Unfortunately it segfaults on fun_pointer() call. I suspect that it is connected with some memory flags, but I don't found information about it.

Could you explain why this code segfaults? Don't see to the fixed data array size, it is ok and copying without calling the function is successfull.

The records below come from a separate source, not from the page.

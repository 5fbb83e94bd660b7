// src/rational/arithmetic.rs
//
// Fraction arithmetic.
//
// Forward operations (`value op value`, `value op int`) always reduce the
// display pair. The reflected forms of the two non-commutative operators,
// `int - value` and `int / value`, keep the display pair exactly as the
// formula produced it.

use num_integer::Integer;
use num_traits::{Signed, Zero};
use std::ops::{Add, Div, Mul, Neg, Sub};

use super::Rational;
use crate::error::{RationalError, Result};

impl<T: Clone + Integer + Signed> Rational<T> {
    /// (a/b) + (c/d) = (ad + bc) / bd
    pub fn sum(&self, other: &Self) -> Self {
        Self::from_nonzero(
            self.numer.clone() * other.denom.clone() + other.numer.clone() * self.denom.clone(),
            self.denom.clone() * other.denom.clone(),
            true,
        )
    }

    /// (a/b) - (c/d) = (ad - bc) / bd
    pub fn difference(&self, other: &Self) -> Self {
        Self::from_nonzero(
            self.numer.clone() * other.denom.clone() - other.numer.clone() * self.denom.clone(),
            self.denom.clone() * other.denom.clone(),
            true,
        )
    }

    /// (a/b) × (c/d) = ac / bd
    pub fn product(&self, other: &Self) -> Self {
        Self::from_nonzero(
            self.numer.clone() * other.numer.clone(),
            self.denom.clone() * other.denom.clone(),
            true,
        )
    }

    /// (a/b) ÷ (c/d) = ad / bc
    pub fn quotient(&self, other: &Self) -> Result<Self> {
        if other.numer.is_zero() {
            return Err(RationalError::DivisionByZero);
        }
        Ok(Self::from_nonzero(
            self.numer.clone() * other.denom.clone(),
            self.denom.clone() * other.numer.clone(),
            true,
        ))
    }

    /// (a/b) + n = (a + nb) / b
    pub fn sum_integer(&self, n: &T) -> Self {
        Self::from_nonzero(
            self.numer.clone() + n.clone() * self.denom.clone(),
            self.denom.clone(),
            true,
        )
    }

    /// (a/b) - n = (a - nb) / b
    pub fn difference_integer(&self, n: &T) -> Self {
        Self::from_nonzero(
            self.numer.clone() - n.clone() * self.denom.clone(),
            self.denom.clone(),
            true,
        )
    }

    /// (a/b) × n = an / b
    pub fn product_integer(&self, n: &T) -> Self {
        Self::from_nonzero(self.numer.clone() * n.clone(), self.denom.clone(), true)
    }

    /// (a/b) ÷ n = a / bn
    pub fn quotient_integer(&self, n: &T) -> Result<Self> {
        if n.is_zero() {
            return Err(RationalError::DivisionByZero);
        }
        Ok(Self::from_nonzero(
            self.numer.clone(),
            self.denom.clone() * n.clone(),
            true,
        ))
    }

    /// n + (a/b). Same result as [`Rational::sum_integer`].
    pub fn integer_plus(n: &T, value: &Self) -> Self {
        value.sum_integer(n)
    }

    /// n - (a/b) = (nb - a) / b
    ///
    /// The display pair is left unreduced.
    pub fn integer_minus(n: &T, value: &Self) -> Self {
        Self::from_nonzero(
            n.clone() * value.denom.clone() - value.numer.clone(),
            value.denom.clone(),
            false,
        )
    }

    /// n × (a/b). Same result as [`Rational::product_integer`].
    pub fn integer_times(n: &T, value: &Self) -> Self {
        value.product_integer(n)
    }

    /// n ÷ (a/b) = nb / a
    ///
    /// The display pair is left unreduced, so `6 / (4/1)` renders as `6/4`.
    pub fn integer_divided_by(n: &T, value: &Self) -> Result<Self> {
        if value.numer.is_zero() {
            return Err(RationalError::DivisionByZero);
        }
        Ok(Self::from_nonzero(
            n.clone() * value.denom.clone(),
            value.numer.clone(),
            false,
        ))
    }
}

// Operator `/` behaves like integer division and panics on a zero divisor.
fn expect_quotient<T>(result: Result<Rational<T>>) -> Rational<T> {
    match result {
        Ok(value) => value,
        Err(err) => panic!("{}", err),
    }
}

macro_rules! forward_binop {
    ($Trait:ident, $method:ident, |$lhs:ident, $rhs:ident| $rat:expr, |$l:ident, $n:ident| $int:expr) => {
        impl<T: Clone + Integer + Signed> $Trait for Rational<T> {
            type Output = Rational<T>;

            fn $method(self, other: Rational<T>) -> Rational<T> {
                let ($lhs, $rhs) = (&self, &other);
                $rat
            }
        }

        impl<'a, T: Clone + Integer + Signed> $Trait<&'a Rational<T>> for Rational<T> {
            type Output = Rational<T>;

            fn $method(self, other: &'a Rational<T>) -> Rational<T> {
                let ($lhs, $rhs) = (&self, other);
                $rat
            }
        }

        impl<'a, T: Clone + Integer + Signed> $Trait<Rational<T>> for &'a Rational<T> {
            type Output = Rational<T>;

            fn $method(self, other: Rational<T>) -> Rational<T> {
                let ($lhs, $rhs) = (self, &other);
                $rat
            }
        }

        impl<'a, 'b, T: Clone + Integer + Signed> $Trait<&'b Rational<T>> for &'a Rational<T> {
            type Output = Rational<T>;

            fn $method(self, other: &'b Rational<T>) -> Rational<T> {
                let ($lhs, $rhs) = (self, other);
                $rat
            }
        }

        impl<T: Clone + Integer + Signed> $Trait<T> for Rational<T> {
            type Output = Rational<T>;

            fn $method(self, other: T) -> Rational<T> {
                let ($l, $n) = (&self, &other);
                $int
            }
        }

        impl<'a, T: Clone + Integer + Signed> $Trait<T> for &'a Rational<T> {
            type Output = Rational<T>;

            fn $method(self, other: T) -> Rational<T> {
                let ($l, $n) = (self, &other);
                $int
            }
        }
    };
}

forward_binop!(Add, add, |a, b| a.sum(b), |a, n| a.sum_integer(n));
forward_binop!(Sub, sub, |a, b| a.difference(b), |a, n| a.difference_integer(n));
forward_binop!(Mul, mul, |a, b| a.product(b), |a, n| a.product_integer(n));
forward_binop!(Div, div, |a, b| expect_quotient(a.quotient(b)), |a, n| {
    expect_quotient(a.quotient_integer(n))
});

// `int op Rational<int>` for concrete integer types. A blanket impl over `T`
// is not allowed by the orphan rules.
macro_rules! reflected_binops {
    ($($int:ty),* $(,)?) => {$(
        impl Add<Rational<$int>> for $int {
            type Output = Rational<$int>;

            fn add(self, value: Rational<$int>) -> Rational<$int> {
                Rational::integer_plus(&self, &value)
            }
        }

        impl<'a> Add<&'a Rational<$int>> for $int {
            type Output = Rational<$int>;

            fn add(self, value: &'a Rational<$int>) -> Rational<$int> {
                Rational::integer_plus(&self, value)
            }
        }

        impl Sub<Rational<$int>> for $int {
            type Output = Rational<$int>;

            fn sub(self, value: Rational<$int>) -> Rational<$int> {
                Rational::integer_minus(&self, &value)
            }
        }

        impl<'a> Sub<&'a Rational<$int>> for $int {
            type Output = Rational<$int>;

            fn sub(self, value: &'a Rational<$int>) -> Rational<$int> {
                Rational::integer_minus(&self, value)
            }
        }

        impl Mul<Rational<$int>> for $int {
            type Output = Rational<$int>;

            fn mul(self, value: Rational<$int>) -> Rational<$int> {
                Rational::integer_times(&self, &value)
            }
        }

        impl<'a> Mul<&'a Rational<$int>> for $int {
            type Output = Rational<$int>;

            fn mul(self, value: &'a Rational<$int>) -> Rational<$int> {
                Rational::integer_times(&self, value)
            }
        }

        impl Div<Rational<$int>> for $int {
            type Output = Rational<$int>;

            fn div(self, value: Rational<$int>) -> Rational<$int> {
                expect_quotient(Rational::integer_divided_by(&self, &value))
            }
        }

        impl<'a> Div<&'a Rational<$int>> for $int {
            type Output = Rational<$int>;

            fn div(self, value: &'a Rational<$int>) -> Rational<$int> {
                expect_quotient(Rational::integer_divided_by(&self, value))
            }
        }
    )*};
}

reflected_binops!(i8, i16, i32, i64, i128, isize);

#[cfg(feature = "bigint")]
reflected_binops!(num_bigint::BigInt);

impl<T: Clone + Integer + Signed> Neg for Rational<T> {
    type Output = Rational<T>;

    fn neg(self) -> Rational<T> {
        Rational {
            numer: -self.numer,
            denom: self.denom,
            display_numer: -self.display_numer,
            display_denom: self.display_denom,
        }
    }
}

impl<'a, T: Clone + Integer + Signed> Neg for &'a Rational<T> {
    type Output = Rational<T>;

    fn neg(self) -> Rational<T> {
        -self.clone()
    }
}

UPD: Finally I've found that the memory segment should be marked as executable using mprotect system call called with PROT_EXEC flag. Moreover the memory segment should be returned by mmap function as stated in the POSIX specification. There is the same code that uses allocated by mmap memory with PROT_EXEC flag (and works):

#include <stdio.h>
#include <string.h>
#include <sys/mman.h>

int myfun() 
{
    return 42;
}

int main()
{
    size_t size = (char*)main - (char*)myfun;
    char *data = mmap(NULL, size, PROT_EXEC | PROT_READ | PROT_WRITE,
        MAP_PRIVATE | MAP_ANONYMOUS, 0, 0);
    memcpy(data, myfun, size);

    int (*fun_pointer)() = (void*)data;
    printf("%d\n", fun_pointer());

    munmap(data, size);
    return 0;
}

This example should be complied with -fPIC gcc option to ensure that the code in functions is position-independent.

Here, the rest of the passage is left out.